-------- EXERCISE DATA --------
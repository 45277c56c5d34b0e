use std::collections::HashMap;
use std::fmt;
use std::sync::Mutex;
use std::sync::MutexGuard;
use std::sync::PoisonError;

use serde::Deserialize;
use serde::Serialize;
use uuid::Uuid;

use crate::AssembledQuiz;
use crate::LingualError;
use crate::LingualResult;

/// Opaque identifier handed to clients in place of a quiz payload.
#[derive(Debug, Clone, Copy, PartialEq, Eq, Hash, Serialize, Deserialize)]
#[serde(transparent)]
pub struct QuizId(Uuid);

impl QuizId {
	/// Mint a fresh identifier from 128 random bits. No version or variant
	/// bits are reserved, so ids are not RFC 4122 version 4 uuids.
	pub fn random() -> Self {
		Self(Uuid::from_bytes(rand::random()))
	}

	/// Parse an identifier in either hyphenated or simple form.
	pub fn parse(value: &str) -> Option<Self> {
		Uuid::parse_str(value.trim()).ok().map(Self)
	}
}

impl fmt::Display for QuizId {
	fn fmt(&self, f: &mut fmt::Formatter<'_>) -> fmt::Result {
		fmt::Display::fmt(&self.0, f)
	}
}

/// The kind of quiz a session was assembled for.
#[derive(Debug, Clone, Copy, Default, PartialEq, Eq, Hash, Serialize, Deserialize)]
#[serde(rename_all = "lowercase")]
#[non_exhaustive]
pub enum QuizKind {
	#[default]
	Grammar,
	Kanji,
}

impl QuizKind {
	pub fn label(self) -> &'static str {
		match self {
			Self::Grammar => "Grammar",
			Self::Kanji => "Kanji",
		}
	}

	pub fn description(self) -> &'static str {
		match self {
			Self::Grammar => "Collate quizzes on grammar points, customisable by your preference.",
			Self::Kanji => "Quizzes on kanji characters, including readings and meanings.",
		}
	}
}

impl fmt::Display for QuizKind {
	fn fmt(&self, f: &mut fmt::Formatter<'_>) -> fmt::Result {
		f.write_str(self.label())
	}
}

/// A stored quiz session.
#[derive(Debug, Clone, PartialEq, Serialize)]
pub struct QuizCacheEntry {
	pub id: QuizId,
	#[serde(rename = "type")]
	pub kind: QuizKind,
	pub title: String,
	pub payload: AssembledQuiz,
}

/// Process-local store of assembled quizzes keyed by [`QuizId`].
///
/// Entries live until the process exits; nothing is evicted.
#[derive(Debug, Default)]
pub struct QuizCache {
	entries: Mutex<HashMap<QuizId, QuizCacheEntry>>,
}

impl QuizCache {
	pub fn new() -> Self {
		Self::default()
	}

	/// Store a grammar quiz and return its identifier.
	pub fn store(&self, quiz: AssembledQuiz) -> QuizId {
		self.store_as(QuizKind::default(), quiz)
	}

	/// Store `quiz` as a session of `kind` and return its identifier.
	pub fn store_as(&self, kind: QuizKind, quiz: AssembledQuiz) -> QuizId {
		let mut entries = self.lock();
		let id = loop {
			let id = QuizId::random();
			if !entries.contains_key(&id) {
				break id;
			}
		};

		tracing::debug!(%id, %kind, questions = quiz.len(), "stored quiz session");
		entries.insert(
			id,
			QuizCacheEntry {
				id,
				kind,
				title: quiz.title.clone(),
				payload: quiz,
			},
		);

		id
	}

	/// Look up the quiz stored under `id`.
	pub fn fetch(&self, id: &str) -> LingualResult<AssembledQuiz> {
		self.entry(id).map(|entry| entry.payload)
	}

	/// Look up the whole session entry stored under `id`.
	pub fn entry(&self, id: &str) -> LingualResult<QuizCacheEntry> {
		let not_found = || LingualError::QuizNotFound(id.to_string());
		let key = QuizId::parse(id).ok_or_else(not_found)?;

		self.lock().get(&key).cloned().ok_or_else(not_found)
	}

	pub fn len(&self) -> usize {
		self.lock().len()
	}

	pub fn is_empty(&self) -> bool {
		self.lock().is_empty()
	}

	fn lock(&self) -> MutexGuard<'_, HashMap<QuizId, QuizCacheEntry>> {
		self.entries.lock().unwrap_or_else(PoisonError::into_inner)
	}
}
--------
[WHAT IS BEING ASKED] Every record must appear in the answer exactly as it does above.

[SOLUTION TO THIS PROBLEM]
repository 45277c56c5d34b0e
use std::collections::HashMap;
use std::fmt;
use std::sync::Mutex;
use std::sync::MutexGuard;
use std::sync::PoisonError;

use serde::Deserialize;
use serde::Serialize;
use uuid::Uuid;

use crate::AssembledQuiz;
use crate::LingualError;
use crate::LingualResult;

/// Opaque identifier handed to clients in place of a quiz payload.
#[derive(Debug, Clone, Copy, PartialEq, Eq, Hash, Serialize, Deserialize)]
#[serde(transparent)]
pub struct QuizId(Uuid);

impl QuizId {
	/// Mint a fresh identifier from 128 random bits. No version or variant
	/// bits are reserved, so ids are not RFC 4122 version 4 uuids.
	pub fn random() -> Self {
		Self(Uuid::from_bytes(rand::random()))
	}

	/// Parse an identifier in either hyphenated or simple form.
	pub fn parse(value: &str) -> Option<Self> {
		Uuid::parse_str(value.trim()).ok().map(Self)
	}
}

impl fmt::Display for QuizId {
	fn fmt(&self, f: &mut fmt::Formatter<'_>) -> fmt::Result {
		fmt::Display::fmt(&self.0, f)
	}
}

/// The kind of quiz a session was assembled for.
#[derive(Debug, Clone, Copy, Default, PartialEq, Eq, Hash, Serialize, Deserialize)]
#[serde(rename_all = "lowercase")]
#[non_exhaustive]
pub enum QuizKind {
	#[default]
	Grammar,
	Kanji,
}

impl QuizKind {
	pub fn label(self) -> &'static str {
		match self {
			Self::Grammar => "Grammar",
			Self::Kanji => "Kanji",
		}
	}

	pub fn description(self) -> &'static str {
		match self {
			Self::Grammar => "Collate quizzes on grammar points, customisable by your preference.",
			Self::Kanji => "Quizzes on kanji characters, including readings and meanings.",
		}
	}
}

impl fmt::Display for QuizKind {
	fn fmt(&self, f: &mut fmt::Formatter<'_>) -> fmt::Result {
		f.write_str(self.label())
	}
}

/// A stored quiz session.
#[derive(Debug, Clone, PartialEq, Serialize)]
pub struct QuizCacheEntry {
	pub id: QuizId,
	#[serde(rename = "type")]
	pub kind: QuizKind,
	pub title: String,
	pub payload: AssembledQuiz,
}

/// Process-local store of assembled quizzes keyed by [`QuizId`].
///
/// Entries live until the process exits; nothing is evicted.
#[derive(Debug, Default)]
pub struct QuizCache {
	entries: Mutex<HashMap<QuizId, QuizCacheEntry>>,
}

impl QuizCache {
	pub fn new() -> Self {
		Self::default()
	}

	/// Store a grammar quiz and return its identifier.
	pub fn store(&self, quiz: AssembledQuiz) -> QuizId {
		self.store_as(QuizKind::default(), quiz)
	}

	/// Store `quiz` as a session of `kind` and return its identifier.
	pub fn store_as(&self, kind: QuizKind, quiz: AssembledQuiz) -> QuizId {
		let mut entries = self.lock();
		let id = loop {
			let id = QuizId::random();
			if !entries.contains_key(&id) {
				break id;
			}
		};

		tracing::debug!(%id, %kind, questions = quiz.len(), "stored quiz session");
		entries.insert(
			id,
			QuizCacheEntry {
				id,
				kind,
				title: quiz.title.clone(),
				payload: quiz,
			},
		);

		id
	}

	/// Look up the quiz stored under `id`.
	pub fn fetch(&self, id: &str) -> LingualResult<AssembledQuiz> {
		self.entry(id).map(|entry| entry.payload)
	}

	/// Look up the whole session entry stored under `id`.
	pub fn entry(&self, id: &str) -> LingualResult<QuizCacheEntry> {
		let not_found = || LingualError::QuizNotFound(id.to_string());
		let key = QuizId::parse(id).ok_or_else(not_found)?;

		self.lock().get(&key).cloned().ok_or_else(not_found)
	}

	pub fn len(&self) -> usize {
		self.lock().len()
	}

	pub fn is_empty(&self) -> bool {
		self.lock().is_empty()
	}

	fn lock(&self) -> MutexGuard<'_, HashMap<QuizId, QuizCacheEntry>> {
		self.entries.lock().unwrap_or_else(PoisonError::into_inner)
	}
}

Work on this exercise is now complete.